Wanting to try something new I decided making a loaf of homemade wheat bread would keep me busy for a few hours. I was anxious to try out our Country Living Grain Mill that had arrived a few weeks before (a complete write up on that will be coming soon). It took me a while to find a recipe with basic ingredients that I already have around the house . I don’t make bread regularly so I don’t have bread flour which was called for in many of the recipes.

country-living-grain-mill

This is the ingredient list for the recipe that I followed cut into quarters.

1 1/4 cups warm water
1 1/3 tablespoons honey
1 1/3 tablespoons molasses
3/4    tablespoons dry yeast
3/8   tablespoons salt
2 2/3 tablespoons oil
2 1/2 cups wheat

bread-making-ingredients

Next came the fun part- Grinding the wheat. As I mentioned this was the first time we used the grain mill and it wasn’t properly mounted.
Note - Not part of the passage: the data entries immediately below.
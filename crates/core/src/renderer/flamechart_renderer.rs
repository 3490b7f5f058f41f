use std::sync::Arc;

use flamescope_protocol::{
    AffineTransform, DrawPass, Fill, PassLayer, Rect, RenderCommand, TextAlign, ThemeToken, Vec2,
    clamp_f64,
};

use super::backend::{BatchHandle, BatchRect, GpuBackend, RectBatch, RenderError};
use crate::flamechart::{Flamechart, FlamechartFrame};
use crate::model::NodeId;
use crate::search::SearchIndex;
use crate::viewport::FlamechartViewport;

/// Fraction of a layer left empty between a frame and its children.
const ROW_GAP: f64 = 0.05;
/// Labels are skipped on frames narrower than this, in physical pixels.
const MIN_LABEL_WIDTH: f64 = 16.0;
const LABEL_PADDING: f64 = 3.0;
/// Rough glyph advance relative to the font size, used to pre-trim labels.
const GLYPH_ASPECT: f64 = 0.6;

/// Direction layer 0 is drawn from.
#[derive(Debug, Clone, Copy, PartialEq, Eq, Hash)]
pub enum Orientation {
    TopDown,
    BottomUp,
}

/// Per-frame state the view layer hands to the renderer.
pub struct RenderProps<'a> {
    pub viewport: &'a FlamechartViewport,
    /// Top-left of the pane on the canvas, in physical pixels.
    pub origin: Vec2,
    pub search: &'a SearchIndex,
    pub hovered: Option<NodeId>,
    pub selected: Option<NodeId>,
}

/// Cached GPU state for drawing one flamechart onto one canvas.
///
/// The frame rectangles are uploaded once per orientation and redrawn
/// through the viewport transform; only overlays are rebuilt per frame.
#[derive(Debug)]
pub struct FlamechartRenderer {
    chart: Arc<Flamechart>,
    top_down: Option<BatchHandle>,
    bottom_up: Option<BatchHandle>,
}

impl FlamechartRenderer {
    pub fn new(chart: Arc<Flamechart>) -> Self {
        Self {
            chart,
            top_down: None,
            bottom_up: None,
        }
    }

    pub fn chart(&self) -> &Arc<Flamechart> {
        &self.chart
    }

    /// Handles currently held, top-down first.
    pub fn batches(&self) -> Vec<BatchHandle> {
        self.top_down.into_iter().chain(self.bottom_up).collect()
    }

    fn build_batch(&self, orientation: Orientation) -> RectBatch {
        let y_offset = match orientation {
            Orientation::TopDown => 0.0,
            Orientation::BottomUp => ROW_GAP,
        };
        let rects = self
            .chart
            .layers()
            .iter()
            .flatten()
            .map(|frame| BatchRect {
                rect: Rect::from_xywh(
                    frame.start,
                    frame.depth as f64 + y_offset,
                    frame.width(),
                    1.0 - ROW_GAP,
                ),
                fill: Fill::Bucket(frame.color_bucket),
            })
            .collect();
        RectBatch { rects }
    }

    fn batch<B: GpuBackend + ?Sized>(
        &mut self,
        backend: &mut B,
        orientation: Orientation,
    ) -> Result<BatchHandle, RenderError> {
        let cached = match orientation {
            Orientation::TopDown => self.top_down,
            Orientation::BottomUp => self.bottom_up,
        };
        if let Some(handle) = cached {
            return Ok(handle);
        }
        let handle = backend.create_batch(self.build_batch(orientation))?;
        log::debug!("uploaded {orientation:?} batch {handle:?}");
        match orientation {
            Orientation::TopDown => self.top_down = Some(handle),
            Orientation::BottomUp => self.bottom_up = Some(handle),
        }
        Ok(handle)
    }

    /// Frames intersecting the viewport, shallowest layer first.
    fn visible_frames(&self, config: &Rect) -> impl Iterator<Item = &FlamechartFrame> {
        let first = config.top().floor().max(0.0) as usize;
        let last = (config.bottom().ceil().max(0.0) as usize).min(self.chart.height());
        (first..last.max(first))
            .flat_map(move |depth| self.chart.frames_in_range(depth, config.left(), config.right()))
    }

    /// Emit the main pass (fills, search overlay, labels) and the overlay
    /// pass (hover and selection outlines) for one pane.
    pub fn render<B: GpuBackend + ?Sized>(
        &mut self,
        backend: &mut B,
        props: &RenderProps<'_>,
        passes: &mut Vec<DrawPass>,
    ) -> Result<(), RenderError> {
        let viewport = props.viewport;
        let orientation = if viewport.is_inverted() {
            Orientation::BottomUp
        } else {
            Orientation::TopDown
        };
        let batch = self.batch(backend, orientation)?;

        let pane = Rect::new(props.origin, viewport.physical_size());
        let to_physical =
            AffineTransform::from_translation(props.origin).times(&viewport.config_to_physical());
        let dpr = viewport.device_pixel_ratio();
        let font_size = viewport.sizes().font_size * dpr;
        let config = viewport.config_rect();

        let mut main = DrawPass::new(PassLayer::Main, pane);
        main.push(RenderCommand::SetClip { rect: pane });
        main.push(RenderCommand::DrawRect {
            rect: pane,
            fill: Fill::Token(ThemeToken::Background),
        });
        main.push(RenderCommand::DrawBatch {
            batch: batch.0,
            transform: to_physical,
        });

        let mut overlay = DrawPass::new(PassLayer::Overlay, pane);
        overlay.push(RenderCommand::SetClip { rect: pane });

        let search_active = props.search.is_active();
        for frame in self.visible_frames(&config) {
            let rect = to_physical.transform_rect(&Rect::from_xywh(
                frame.start,
                frame.depth as f64,
                frame.width(),
                1.0,
            ));
            if search_active {
                let token = if props.search.matches_node(frame.node) {
                    ThemeToken::SearchHighlight
                } else {
                    ThemeToken::SearchDim
                };
                main.push(RenderCommand::DrawRect {
                    rect,
                    fill: Fill::Token(token),
                });
            }

            let label_width = rect.width() - 2.0 * LABEL_PADDING * dpr;
            if rect.width() >= MIN_LABEL_WIDTH * dpr && label_width > 0.0 {
                let max_chars = (label_width / (font_size * GLYPH_ASPECT)).floor() as usize;
                let name = &self.chart.frame(frame.frame).name;
                let text = trim_text_mid(name, max_chars);
                if !text.is_empty() {
                    main.push(RenderCommand::DrawText {
                        position: Vec2::new(
                            rect.left().max(pane.left()) + LABEL_PADDING * dpr,
                            rect.center().y,
                        ),
                        text,
                        color: ThemeToken::FrameLabel,
                        font_size,
                        align: TextAlign::Left,
                        max_width: Some(label_width),
                    });
                }
            }

            if Some(frame.node) == props.hovered {
                overlay.push(RenderCommand::StrokeRect {
                    rect,
                    color: ThemeToken::HoverOutline,
                    width: dpr,
                });
            }
            if Some(frame.node) == props.selected {
                overlay.push(RenderCommand::StrokeRect {
                    rect,
                    color: ThemeToken::SelectionOutline,
                    width: 2.0 * dpr,
                });
            }
        }

        main.push(RenderCommand::ClearClip);
        overlay.push(RenderCommand::ClearClip);
        passes.push(main);
        passes.push(overlay);
        Ok(())
    }

    /// Whole-chart overview with the main viewport marked. Reuses the
    /// top-down batch.
    pub fn render_minimap<B: GpuBackend + ?Sized>(
        &mut self,
        backend: &mut B,
        area: Rect,
        viewport: &FlamechartViewport,
        passes: &mut Vec<DrawPass>,
    ) -> Result<(), RenderError> {
        let mut pass = DrawPass::new(PassLayer::Minimap, area);
        pass.push(RenderCommand::SetClip { rect: area });
        pass.push(RenderCommand::DrawRect {
            rect: area,
            fill: Fill::Token(ThemeToken::MinimapBackground),
        });

        let whole = Rect::from_xywh(
            0.0,
            0.0,
            self.chart.total_weight(),
            self.chart.height() as f64,
        );
        if !whole.is_empty() && !area.is_empty() {
            let batch = self.batch(backend, Orientation::TopDown)?;
            let transform = AffineTransform::between_rects(&whole, &area);
            pass.push(RenderCommand::DrawBatch {
                batch: batch.0,
                transform,
            });

            let config = viewport.config_rect();
            let left = transform.transform_position(Vec2::new(config.left(), 0.0)).x;
            let right = transform.transform_position(Vec2::new(config.right(), 0.0)).x;
            let left = clamp_f64(left, area.left(), area.right());
            let right = clamp_f64(right, left, area.right());
            let shades = [
                Rect::from_xywh(area.left(), area.top(), left - area.left(), area.height()),
                Rect::from_xywh(right, area.top(), area.right() - right, area.height()),
            ];
            for rect in shades.into_iter().filter(|r| r.width() > 0.0) {
                pass.push(RenderCommand::DrawRect {
                    rect,
                    fill: Fill::Token(ThemeToken::MinimapShade),
                });
            }
            pass.push(RenderCommand::StrokeRect {
                rect: Rect::from_xywh(left, area.top(), right - left, area.height()),
                color: ThemeToken::MinimapViewport,
                width: viewport.device_pixel_ratio(),
            });
        }
        pass.push(RenderCommand::ClearClip);
        passes.push(pass);
        Ok(())
    }

    /// Free the batches. The renderer stays usable and re-uploads lazily.
    pub fn release<B: GpuBackend + ?Sized>(&mut self, backend: &mut B) {
        for handle in self.top_down.take().into_iter().chain(self.bottom_up.take()) {
            backend.release_batch(handle);
        }
    }
}

/// Shorten `text` to at most `max_chars` characters by cutting out the
/// middle, keeping both ends readable.
pub fn trim_text_mid(text: &str, max_chars: usize) -> String {
    let len = text.chars().count();
    if len <= max_chars {
        return text.to_string();
    }
    if max_chars <= 1 {
        return String::new();
    }
    let keep = max_chars - 1;
    let head = keep.div_ceil(2);
    let tail = keep - head;
    let mut out: String = text.chars().take(head).collect();
    out.push('…');
    out.extend(text.chars().skip(len - tail));
    out
}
Even after adjusting the setting to a good balance of fine/coarse which made the grinding much easier it still took over a half hour to grind the 2 and a half cups and what a work out! Of course I wasn’t just grinding, I was grinding and holding the unit down simultaneously.
The wheat that we used is hard red winter wheat. We buy it in bulk in number 10 cans so it will store for quite a while. The plan is to get comfortable using this in place of white flour whenever possible. I’m starting to think about using it for pasta but thats a long way away. I have to get this bread thing down first.

hard-red-wheat

ground-red-hard-wheat

Back to the recipe- In a bowl with the warm water add the honey and molasses. Sprinkle in yeast and let activate. Add salt, oil and flour and mix well. Knead 10-12 minutes and cover. Let rise 25 minutes or until doubled.

wheat-bread-loaf

From here on I strayed from the recipe and plopped the dough in the bread machine. The recipe said to bake in a 350 degree oven for 25-35 minutes.  It was nearly 95 degrees outside and with no air conditioning heating up the house with the oven didn’t appeal to me. The bread machine is an old hand me down Mister Loaf  that we had never used before. Turns out it didnt work properly and all of that hard work that went into grinding the wheat was wasted. There is no pretty final product- this attempt was a failure. I will try again once we the get the grain mill mounted.

About Rhi

Rhi enjoys spending time with her family and working on the homestead. During spring and summer she is often found tending to her garden, and mini-orchard.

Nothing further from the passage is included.